:: Goal of the exercise ::
Wherever the string "download" shows up in the material below, copy that line.
===== Data for this exercise
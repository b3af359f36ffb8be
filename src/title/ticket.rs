// title/ticket.rs from rustwiiu (c) 2025 NinjaCheetah & Contributors
// https://github.com/NinjaCheetah/rustwii
//
// Implements the structures and methods required for Wii U Ticket parsing and synthesis.

use std::fs;
use std::io::{Cursor, Read, Write};
use std::path::Path;
use byteorder::{BigEndian, ByteOrder, ReadBytesExt, WriteBytesExt};
use rand::Rng;
use thiserror::Error;
use crate::title::cert::{PlaceholderFileType, PlaceholderHeader};
use crate::title::commonkeys::KeyFamily;
use crate::title::crypto;

/// Size of a v1 Ticket without any section data.
pub const TICKET_SIZE: usize = 0x2B8;
/// Issuer used for synthesized Tickets.
pub const TICKET_ISSUER: &str = "Root-CA00000003-XS0000000c";

const TICKET_HEADER_SIZE: u16 = 0x14;
const DLC_TITLE_ID_HIGH: u32 = 0x0005000C;
const DLC_SECTION_RECORD_SIZE: usize = 0x84;

#[derive(Debug, Error)]
pub enum TicketError {
    #[error("Ticket is version `{0}` but only v1 is supported")]
    UnsupportedVersion(u8),
    #[error("Ticket data is not in a valid format")]
    IO(#[from] std::io::Error),
}

#[derive(Debug, Clone)]
/// A structure that represents a Wii U Ticket file.
pub struct Ticket {
    signature_type: u32,
    signature: [u8; 256],
    padding1: [u8; 60],
    signature_issuer: [u8; 64],
    ecdh_data: [u8; 60],
    ticket_version: u8,
    ca_crl_version: u8,
    signer_crl_version: u8,
    title_key: [u8; 16],
    reserved1: u8,
    ticket_id: u64,
    device_id: u32,
    title_id: [u8; 8],
    system_access_mask: u16,
    title_version: u16,
    reserved2: [u8; 8],
    license_type: u8,
    common_key_index: u8,
    property_mask: u16,
    reserved3: [u8; 40],
    account_id: u32,
    reserved4: u8,
    audit: u8,
    reserved5: [u8; 66],
    limit_entries: [u8; 64],
    header_version: u16,
    header_size: u16,
    total_header_size: u32,
    section_header_offset: u32,
    section_count: u16,
    section_entry_size: u16,
    header_flags: u32,
    section_data: Vec<u8>,
}

fn is_dlc_title_id(title_id: [u8; 8]) -> bool {
    BigEndian::read_u32(&title_id[..4]) == DLC_TITLE_ID_HIGH
}

// The section written after the header of a DLC Ticket, which unlocks every piece of content.
fn dlc_section_data() -> Vec<u8> {
    let mut data = Vec::with_capacity(0x14 + DLC_SECTION_RECORD_SIZE);
    for value in [0x28u32, 1, DLC_SECTION_RECORD_SIZE as u32, DLC_SECTION_RECORD_SIZE as u32] {
        data.extend_from_slice(&value.to_be_bytes());
    }
    data.extend_from_slice(&3u16.to_be_bytes());
    data.extend_from_slice(&0u16.to_be_bytes());
    let mut record = [0u8; DLC_SECTION_RECORD_SIZE];
    record[4..36].fill(0xFF);
    data.extend_from_slice(&record);
    data
}

impl Ticket {
    /// Creates a new Ticket instance from the binary data of a Ticket file. Any data past the
    /// Ticket's sections, like the certificates appended to a CDN Ticket, is ignored.
    pub fn from_bytes(data: &[u8]) -> Result<Self, TicketError> {
        let mut buf = Cursor::new(data);
        let signature_type = buf.read_u32::<BigEndian>()?;
        let mut signature = [0u8; 256];
        buf.read_exact(&mut signature)?;
        let mut padding1 = [0u8; 60];
        buf.read_exact(&mut padding1)?;
        let mut signature_issuer = [0u8; 64];
        buf.read_exact(&mut signature_issuer)?;
        let mut ecdh_data = [0u8; 60];
        buf.read_exact(&mut ecdh_data)?;
        let ticket_version = buf.read_u8()?;
        // v0 Tickets are from the Wii, and can't be for a Wii U title.
        if ticket_version != 1 {
            return Err(TicketError::UnsupportedVersion(ticket_version));
        }
        let ca_crl_version = buf.read_u8()?;
        let signer_crl_version = buf.read_u8()?;
        let mut title_key = [0u8; 16];
        buf.read_exact(&mut title_key)?;
        let reserved1 = buf.read_u8()?;
        let ticket_id = buf.read_u64::<BigEndian>()?;
        let device_id = buf.read_u32::<BigEndian>()?;
        let mut title_id = [0u8; 8];
        buf.read_exact(&mut title_id)?;
        let system_access_mask = buf.read_u16::<BigEndian>()?;
        let title_version = buf.read_u16::<BigEndian>()?;
        let mut reserved2 = [0u8; 8];
        buf.read_exact(&mut reserved2)?;
        let license_type = buf.read_u8()?;
        let common_key_index = buf.read_u8()?;
        let property_mask = buf.read_u16::<BigEndian>()?;
        let mut reserved3 = [0u8; 40];
        buf.read_exact(&mut reserved3)?;
        let account_id = buf.read_u32::<BigEndian>()?;
        let reserved4 = buf.read_u8()?;
        let audit = buf.read_u8()?;
        let mut reserved5 = [0u8; 66];
        buf.read_exact(&mut reserved5)?;
        let mut limit_entries = [0u8; 64];
        buf.read_exact(&mut limit_entries)?;
        let header_version = buf.read_u16::<BigEndian>()?;
        let header_size = buf.read_u16::<BigEndian>()?;
        let total_header_size = buf.read_u32::<BigEndian>()?;
        let section_header_offset = buf.read_u32::<BigEndian>()?;
        let section_count = buf.read_u16::<BigEndian>()?;
        let section_entry_size = buf.read_u16::<BigEndian>()?;
        let header_flags = buf.read_u32::<BigEndian>()?;
        // Everything in the total header size past the fixed header is section data.
        let section_len = (total_header_size as usize).saturating_sub(TICKET_HEADER_SIZE as usize);
        if section_len > data.len() - TICKET_SIZE {
            return Err(TicketError::IO(std::io::Error::from(std::io::ErrorKind::UnexpectedEof)));
        }
        let mut section_data = vec![0u8; section_len];
        buf.read_exact(&mut section_data)?;
        Ok(Ticket {
            signature_type,
            signature,
            padding1,
            signature_issuer,
            ecdh_data,
            ticket_version,
            ca_crl_version,
            signer_crl_version,
            title_key,
            reserved1,
            ticket_id,
            device_id,
            title_id,
            system_access_mask,
            title_version,
            reserved2,
            license_type,
            common_key_index,
            property_mask,
            reserved3,
            account_id,
            reserved4,
            audit,
            reserved5,
            limit_entries,
            header_version,
            header_size,
            total_header_size,
            section_header_offset,
            section_count,
            section_entry_size,
            header_flags,
            section_data,
        })
    }

    /// Creates a new Ticket for a title that doesn't have one. The Ticket carries a placeholder
    /// header instead of a signature, a random ECDH area and a random Ticket ID. DLC Tickets also
    /// get the section that unlocks all of the title's content.
    pub fn new(title_id: [u8; 8], title_key_enc: [u8; 16], title_version: u16) -> Self {
        let header = PlaceholderHeader::new(PlaceholderFileType::Ticket).to_bytes();
        let mut signature = [0u8; 256];
        signature.copy_from_slice(&header[0x04..0x104]);
        let mut padding1 = [0u8; 60];
        padding1.copy_from_slice(&header[0x104..0x140]);
        let mut signature_issuer = [0u8; 64];
        signature_issuer[..TICKET_ISSUER.len()].copy_from_slice(TICKET_ISSUER.as_bytes());
        let mut rng = rand::rng();
        let mut ecdh_data = [0u8; 60];
        rng.fill(&mut ecdh_data);
        let ticket_id = (rng.random::<u64>() & 0x0000FFFFFFFFFFFF) | 0x0005000000000000;
        let is_dlc = is_dlc_title_id(title_id);
        let section_data = if is_dlc { dlc_section_data() } else { Vec::new() };
        Ticket {
            signature_type: BigEndian::read_u32(&header[..4]),
            signature,
            padding1,
            signature_issuer,
            ecdh_data,
            ticket_version: 1,
            ca_crl_version: 0,
            signer_crl_version: 0,
            title_key: title_key_enc,
            reserved1: 0,
            ticket_id,
            device_id: 0,
            title_id,
            system_access_mask: 0,
            title_version,
            reserved2: [0; 8],
            license_type: 0,
            common_key_index: 0,
            property_mask: 0xFFFF,
            reserved3: [0; 40],
            account_id: 0,
            reserved4: 0,
            audit: 0,
            reserved5: [0; 66],
            limit_entries: [0; 64],
            header_version: 1,
            header_size: TICKET_HEADER_SIZE,
            total_header_size: TICKET_HEADER_SIZE as u32 + section_data.len() as u32,
            section_header_offset: if is_dlc { TICKET_HEADER_SIZE as u32 } else { 0 },
            section_count: if is_dlc { 1 } else { 0 },
            section_entry_size: if is_dlc { 0x14 } else { 0 },
            header_flags: 0,
            section_data,
        }
    }

    /// Dumps the data in a Ticket instance back into binary data that can be written to a file.
    pub fn to_bytes(&self) -> Result<Vec<u8>, std::io::Error> {
        let mut buf: Vec<u8> = Vec::with_capacity(TICKET_SIZE + self.section_data.len());
        buf.write_u32::<BigEndian>(self.signature_type)?;
        buf.write_all(&self.signature)?;
        buf.write_all(&self.padding1)?;
        buf.write_all(&self.signature_issuer)?;
        buf.write_all(&self.ecdh_data)?;
        buf.write_u8(self.ticket_version)?;
        buf.write_u8(self.ca_crl_version)?;
        buf.write_u8(self.signer_crl_version)?;
        buf.write_all(&self.title_key)?;
        buf.write_u8(self.reserved1)?;
        buf.write_u64::<BigEndian>(self.ticket_id)?;
        buf.write_u32::<BigEndian>(self.device_id)?;
        buf.write_all(&self.title_id)?;
        buf.write_u16::<BigEndian>(self.system_access_mask)?;
        buf.write_u16::<BigEndian>(self.title_version)?;
        buf.write_all(&self.reserved2)?;
        buf.write_u8(self.license_type)?;
        buf.write_u8(self.common_key_index)?;
        buf.write_u16::<BigEndian>(self.property_mask)?;
        buf.write_all(&self.reserved3)?;
        buf.write_u32::<BigEndian>(self.account_id)?;
        buf.write_u8(self.reserved4)?;
        buf.write_u8(self.audit)?;
        buf.write_all(&self.reserved5)?;
        buf.write_all(&self.limit_entries)?;
        buf.write_u16::<BigEndian>(self.header_version)?;
        buf.write_u16::<BigEndian>(self.header_size)?;
        buf.write_u32::<BigEndian>(self.total_header_size)?;
        buf.write_u32::<BigEndian>(self.section_header_offset)?;
        buf.write_u16::<BigEndian>(self.section_count)?;
        buf.write_u16::<BigEndian>(self.section_entry_size)?;
        buf.write_u32::<BigEndian>(self.header_flags)?;
        buf.write_all(&self.section_data)?;
        Ok(buf)
    }

    /// Gets the type of the signature on the Ticket.
    pub fn signature_type(&self) -> u32 {
        self.signature_type
    }

    /// Gets whether the Ticket carries a placeholder header instead of a real signature.
    pub fn is_placeholder(&self) -> bool {
        let mut header = [0u8; 0x140];
        BigEndian::write_u32(&mut header[..4], self.signature_type);
        header[0x04..0x104].copy_from_slice(&self.signature);
        header[0x104..].copy_from_slice(&self.padding1);
        PlaceholderHeader::from_bytes(&header).is_ok()
    }

    /// Gets the name of the certificate used to sign a Ticket as a string.
    pub fn signature_issuer(&self) -> String {
        String::from_utf8_lossy(&self.signature_issuer).trim_end_matches('\0').to_owned()
    }

    /// Gets the version of the Ticket file.
    pub fn ticket_version(&self) -> u8 {
        self.ticket_version
    }

    /// Gets the encrypted Title Key.
    pub fn title_key(&self) -> [u8; 16] {
        self.title_key
    }

    /// Gets the decrypted version of the Title Key stored in a Ticket, using the common key of the
    /// specified family.
    pub fn title_key_dec(&self, family: KeyFamily) -> [u8; 16] {
        crypto::decrypt_title_key(self.title_key, family, self.title_id)
    }

    /// Gets the ID of the Ticket.
    pub fn ticket_id(&self) -> u64 {
        self.ticket_id
    }

    /// Gets the ID of the console the Ticket is bound to, or 0 for a common Ticket.
    pub fn device_id(&self) -> u32 {
        self.device_id
    }

    /// Gets the Title ID of the Ticket.
    pub fn title_id(&self) -> [u8; 8] {
        self.title_id
    }

    /// Gets the version of the title listed in the Ticket.
    pub fn title_version(&self) -> u16 {
        self.title_version
    }

    /// Gets the index of the common key listed in the Ticket.
    pub fn common_key_index(&self) -> u8 {
        self.common_key_index
    }

    pub fn property_mask(&self) -> u16 {
        self.property_mask
    }

    pub fn account_id(&self) -> u32 {
        self.account_id
    }

    /// Gets the version of the Ticket's section header.
    pub fn header_version(&self) -> u16 {
        self.header_version
    }

    /// Gets the size of the Ticket's section header, including any section data.
    pub fn total_header_size(&self) -> u32 {
        self.total_header_size
    }

    /// Gets the number of sections in the Ticket.
    pub fn section_count(&self) -> u16 {
        self.section_count
    }

    /// Gets the raw section data that follows the Ticket's header.
    pub fn section_data(&self) -> &[u8] {
        &self.section_data
    }
}

/// Writes a new Ticket for the given title to the specified path.
pub fn synthesize_ticket(path: &Path, title_id: [u8; 8], title_key_enc: [u8; 16], title_version: u16) -> Result<(), std::io::Error> {
    fs::write(path, Ticket::new(title_id, title_key_enc, title_version).to_bytes()?)
}
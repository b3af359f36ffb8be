// title/decrypt.rs from rustwiiu (c) 2025 NinjaCheetah & Contributors
// https://github.com/NinjaCheetah/rustwii
//
// Code for the decrypt and verify commands in the rustwiiu CLI.

use std::fs;
use std::io::Write;
use std::path::{Path, PathBuf};
use anyhow::{bail, Context, Result};
use glob::glob;
use rustwiiu::title::{self, fst::ExtractOptions};
use crate::filetypes::{identify_file_type, WiiUFileType};

// Finds a file in a download directory by its usual names, falling back to the only file with the
// given extension.
fn find_in_dir(dir: &Path, names: &[&str], extension: &str) -> Result<Option<PathBuf>> {
    if let Some(path) = names.iter().map(|name| dir.join(name)).find(|path| path.is_file()) {
        return Ok(Some(path));
    }
    let mut matches: Vec<PathBuf> = glob(&format!("{}/*.{}", dir.display(), extension))?
        .filter_map(|f| f.ok())
        .collect();
    if matches.len() > 1 {
        bail!("More than one .{} file was found in \"{}\".", extension, dir.display());
    }
    Ok(matches.pop())
}

// Works out the download directory and the TMD and Ticket to use from what was passed on the
// command line.
fn resolve_input(input: &str, tik: &Option<String>) -> Result<(PathBuf, PathBuf, Option<PathBuf>)> {
    let in_path = Path::new(input);
    if !in_path.exists() {
        bail!("Source \"{}\" could not be found.", in_path.display());
    }
    let file_type = identify_file_type(input);
    let source_dir = match file_type {
        Some(WiiUFileType::Directory) => in_path.to_path_buf(),
        Some(WiiUFileType::Tmd) | Some(WiiUFileType::Ticket) => match in_path.parent() {
            Some(parent) if !parent.as_os_str().is_empty() => parent.to_path_buf(),
            _ => PathBuf::from("."),
        },
        _ => bail!("\"{}\" is not a download directory, TMD, or Ticket.", in_path.display()),
    };
    let tmd_path = if file_type == Some(WiiUFileType::Tmd) {
        in_path.to_path_buf()
    } else {
        find_in_dir(&source_dir, &["title.tmd", "tmd"], "tmd")?
            .with_context(|| format!("No TMD could be found in \"{}\".", source_dir.display()))?
    };
    let ticket_path = match tik {
        Some(tik) => Some(PathBuf::from(tik)),
        None if file_type == Some(WiiUFileType::Ticket) => Some(in_path.to_path_buf()),
        None => find_in_dir(&source_dir, &["title.tik", "cetk"], "tik")?,
    };
    Ok((source_dir, tmd_path, ticket_path))
}

pub fn decrypt(input: &str, output: &Option<String>, tik: &Option<String>, delete_encrypted: bool) -> Result<()> {
    let (source_dir, tmd_path, ticket_path) = resolve_input(input, tik)?;
    let tmd_data = fs::read(&tmd_path).with_context(|| format!("Failed to read TMD \"{}\".", tmd_path.display()))?;
    let ticket_data = match &ticket_path {
        Some(path) => Some(fs::read(path).with_context(|| format!("Failed to read Ticket \"{}\".", path.display()))?),
        None => None,
    };
    let title = title::Title::from_parts(&tmd_data, ticket_data.as_deref())
        .with_context(|| "The provided TMD and Ticket could not be loaded.")?;
    if title.ticket_generated() {
        println!("No Ticket was found, so the Title Key was generated.");
    }
    let out_path = match output {
        Some(output) => PathBuf::from(output),
        None => source_dir.clone(),
    };
    println!("Decrypting title {} ({} key)...", hex::encode(title.tmd.title_id()).to_uppercase(), title.key_family());
    let mut last_percent = u32::MAX;
    let mut report = |done: u32, total: u32| {
        let percent = done * 100 / total.max(1);
        if percent != last_percent {
            last_percent = percent;
            print!("\rExtracting files... {}%", percent);
            let _ = std::io::stdout().flush();
        }
    };
    let options = ExtractOptions { cancel_flag: None, progress: Some(&mut report) };
    let summary = title.extract(&source_dir, &out_path, options);
    println!();
    let summary = summary.with_context(|| format!("Failed to extract title to \"{}\".", out_path.display()))?;
    println!(
        "Extracted {} files ({} bytes, {} skipped) to \"{}\".",
        summary.files, summary.bytes, summary.skipped, out_path.display()
    );
    if delete_encrypted {
        let removed = title.remove_encrypted_contents(&source_dir)
            .with_context(|| "Failed to delete the encrypted contents.")?;
        println!("Deleted {} encrypted files.", removed);
    }
    Ok(())
}

pub fn verify(dir: &str) -> Result<()> {
    let dir = Path::new(dir);
    if !dir.is_dir() {
        bail!("\"{}\" is not a download directory.", dir.display());
    }
    let title = title::Title::from_dir(dir).with_context(|| "The title in the provided directory could not be loaded.")?;
    println!("Verifying {} contents...", title.tmd.content_records().len());
    title.verify_contents(dir).with_context(|| "Content verification failed.")?;
    println!("All contents of title {} are valid!", hex::encode(title.tmd.title_id()).to_uppercase());
    Ok(())
}
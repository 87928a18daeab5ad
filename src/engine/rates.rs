//! Re-expressing a rate under a different compounding frequency
//!
//! r2 = [(1 + r1/n1)^(n1/n2) - 1] * n2
//!
//! where r1 is the nominal rate compounded n1 times per base period and r2 the
//! equivalent nominal rate compounded n2 times. With n2 = 1 this gives the
//! effective annual rate (the APR to EAR conversion).

use serde::{Deserialize, Serialize};

use super::interest::fraction;

/// Convert a nominal rate quoted with frequency `freq1` to the equivalent
/// nominal rate quoted with frequency `freq2`. Percent in, percent out.
pub fn converted_discount_rate(rate_pct: f64, freq1: f64, freq2: f64) -> f64 {
    let r1 = fraction(rate_pct);
    ((1.0 + r1 / freq1).powf(freq1 / freq2) - 1.0) * freq2 * 100.0
}

/// Convert a periodic rate earned every `1/freq1` of the base period to the
/// periodic rate earned every `1/freq2`.
///
/// (1 + r2) = (1 + r1)^(n1/n2). Percent in, percent out.
pub fn effective_discount_rate(rate_pct: f64, freq1: f64, freq2: f64) -> f64 {
    let r1 = fraction(rate_pct);
    ((1.0 + r1).powf(freq1 / freq2) - 1.0) * 100.0
}

/// A rate together with the compounding frequency it is quoted at
#[derive(Debug, Clone, Copy, PartialEq, Serialize, Deserialize)]
pub struct CompoundingRate {
    /// Rate as a percentage
    pub rate_pct: f64,
    /// Compounding periods per base period (12 for monthly within a year)
    pub frequency: f64,
}

impl CompoundingRate {
    pub fn new(rate_pct: f64, frequency: f64) -> Self {
        Self { rate_pct, frequency }
    }

    /// Equivalent nominal rate at another frequency
    pub fn convert_to(&self, frequency: f64) -> CompoundingRate {
        CompoundingRate {
            rate_pct: converted_discount_rate(self.rate_pct, self.frequency, frequency),
            frequency,
        }
    }

    /// Equivalent periodic rate at another frequency
    pub fn effective_to(&self, frequency: f64) -> CompoundingRate {
        CompoundingRate {
            rate_pct: effective_discount_rate(self.rate_pct, self.frequency, frequency),
            frequency,
        }
    }
}
//! One interactive calculator session: menu, choice, inputs, result

use std::io::{BufRead, Write};

use log::{info, warn};

use crate::config::DisplayConfig;
use crate::error::{FinCalcError, FinCalcResult};

use super::menu::{boxed_lines, menu_text, MenuChoice};
use super::prompt::Prompter;
use super::request::{evaluate, CalcOutcome, CalcRequest, PeriodSplit};

/// Interactive session over a reader/writer pair
pub struct Session<R, W> {
    prompter: Prompter<R, W>,
    config: DisplayConfig,
}

impl<R: BufRead, W: Write> Session<R, W> {
    pub fn new(input: R, output: W, config: DisplayConfig) -> Self {
        Self {
            prompter: Prompter::new(input, output, config.max_attempts),
            config,
        }
    }

    /// Run one calculation
    ///
    /// Shows the menu and reads a choice unless `preset_choice` is given.
    /// An unrecognised choice or a result the engine cannot produce is
    /// reported to the user and gives `Ok(None)`; input and I/O failures are
    /// returned as errors.
    pub fn run(&mut self, preset_choice: Option<u32>) -> FinCalcResult<Option<CalcOutcome>> {
        let number = match preset_choice {
            Some(number) => number,
            None => {
                self.prompter.say(&menu_text())?;
                self.prompter.read_u32("Choice")?
            }
        };

        let choice = match MenuChoice::parse(number) {
            Ok(choice) => choice,
            Err(err) => {
                warn!("{}", err);
                self.report(&err)?;
                return Ok(None);
            }
        };
        info!("Selected {}", choice);

        if let Some(help) = choice.help() {
            self.prompter.say(&boxed_lines(help))?;
        }

        let request = self.collect(choice)?;
        let details = self.describe(&request);
        self.prompter.say(&details)?;

        match evaluate(&request) {
            Ok(outcome) => {
                let text = if self.config.json {
                    format!("{}\n", outcome.to_json()?)
                } else {
                    outcome.render(&self.config)
                };
                self.prompter.say(&text)?;
                Ok(Some(outcome))
            }
            Err(err) if err.is_domain_error() => {
                warn!("{}", err);
                self.report(&err)?;
                Ok(None)
            }
            Err(err) => Err(err),
        }
    }

    /// Prompt for the inputs of a calculation
    pub fn collect(&mut self, choice: MenuChoice) -> FinCalcResult<CalcRequest> {
        let p = &mut self.prompter;
        let request = match choice {
            MenuChoice::SimpleInterest => CalcRequest::SimpleInterest {
                principal: p.read_f64("Principal")?,
                rate_pct: p.read_f64("Rate")?,
                duration: p.read_f64("Duration")?,
            },
            MenuChoice::CompoundInterest => CalcRequest::CompoundInterest {
                principal: p.read_f64("Principal")?,
                rate_pct: p.read_f64("Rate")?,
                num_periods: p.read_f64("Period")?,
            },
            MenuChoice::PresentValue => CalcRequest::PresentValue {
                future_value: p.read_f64("Future Value (FV)")?,
                rate_pct: p.read_f64("Discount Rate")?,
                num_periods: p.read_f64("Period")?,
            },
            MenuChoice::FutureValue => CalcRequest::FutureValue {
                present_value: p.read_f64("Present Value (PV)")?,
                rate_pct: p.read_f64("Rate")?,
                num_periods: p.read_f64("Period")?,
            },
            MenuChoice::DiscountRate => CalcRequest::DiscountRate {
                future_value: p.read_f64("Future Value (FV)")?,
                present_value: p.read_f64("Present Value (PV)")?,
                num_periods: p.read_f64("Period")?,
            },
            MenuChoice::ConvertedDiscountRate => CalcRequest::ConvertedDiscountRate {
                rate_pct: p.read_f64("Discount Rate 1")?,
                freq1: p.read_f64("Compounding Frequency 1")?,
                freq2: p.read_f64("Compounding Frequency 2")?,
            },
            MenuChoice::PrincipalInPeriod => CalcRequest::PrincipalInPeriod(read_split(p)?),
            MenuChoice::InterestInPeriod => CalcRequest::InterestInPeriod(read_split(p)?),
            MenuChoice::PeriodicPayment => CalcRequest::PeriodicPayment {
                principal: p.read_f64("Principal")?,
                rate_pct: p.read_f64("Rate")?,
                num_periods: p.read_f64("Period")?,
            },
            MenuChoice::PvOfAnnuity => CalcRequest::PvOfAnnuity {
                payment: p.read_f64("Periodic Payment (PMT)")?,
                rate_pct: p.read_f64("Rate")?,
                num_periods: p.read_f64("Period (NPER)")?,
            },
            MenuChoice::AmortizationSchedule => CalcRequest::AmortizationSchedule {
                principal: p.read_f64("Loan Amount (principal)")?,
                payment: p.read_f64("Periodic Payment (PMT)")?,
                rate_pct: p.read_f64("Rate")?,
                num_periods: p.read_u32("Period (NPER)")?,
            },
        };
        Ok(request)
    }

    /// Show an error the session recovers from, as JSON in JSON mode
    fn report(&mut self, err: &FinCalcError) -> FinCalcResult<()> {
        let text = if self.config.json {
            format!("{}\n", err.to_json())
        } else {
            format!("{}\n", err)
        };
        self.prompter.say(&text)
    }

    /// Echo of the inputs, shown before the result
    fn describe(&self, request: &CalcRequest) -> String {
        let f = |v: f64| self.config.fmt(v);
        match request {
            CalcRequest::PrincipalInPeriod(s) | CalcRequest::InterestInPeriod(s) => format!(
                "Loan Details: (Principal : {}, Rate : {}, Payment : {}, Duration : {}, Periods {} - {})\n",
                f(s.principal),
                f(s.rate_pct),
                f(s.payment),
                s.total_periods,
                s.n1,
                s.n2
            ),
            CalcRequest::PeriodicPayment { principal, rate_pct, num_periods } => format!(
                "Loan Details: (Principal : {}, Rate : {}, Period : {})\n",
                f(*principal),
                f(*rate_pct),
                f(*num_periods)
            ),
            CalcRequest::PvOfAnnuity { payment, rate_pct, num_periods } => format!(
                "Loan Details: (Periodic Payment : {}, Rate : {}, Period : {})\n",
                f(*payment),
                f(*rate_pct),
                f(*num_periods)
            ),
            CalcRequest::AmortizationSchedule { principal, rate_pct, payment, num_periods } => {
                format!(
                    "Loan Details: (Principal : {}, Periodic Payment : {}, Rate : {}, Period : {})\n",
                    f(*principal),
                    f(*payment),
                    f(*rate_pct),
                    num_periods
                )
            }
            _ => String::new(),
        }
    }

    pub fn into_output(self) -> W {
        self.prompter.into_output()
    }
}

fn read_split<R: BufRead, W: Write>(p: &mut Prompter<R, W>) -> FinCalcResult<PeriodSplit> {
    Ok(PeriodSplit {
        principal: p.read_f64("Principal")?,
        rate_pct: p.read_f64("Rate")?,
        payment: p.read_f64("Payment")?,
        total_periods: p.read_u32("Duration of Loan")?,
        n1: p.read_u32("Period1")?,
        n2: p.read_u32("Period2")?,
    })
}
==========
:: Finished task ::
// Finds a file in a download directory by its usual names, falling back to the only file with the
// Works out the download directory and the TMD and Ticket to use from what was passed on the
        _ => bail!("\"{}\" is not a download directory, TMD, or Ticket.", in_path.display()),
        bail!("\"{}\" is not a download directory.", dir.display());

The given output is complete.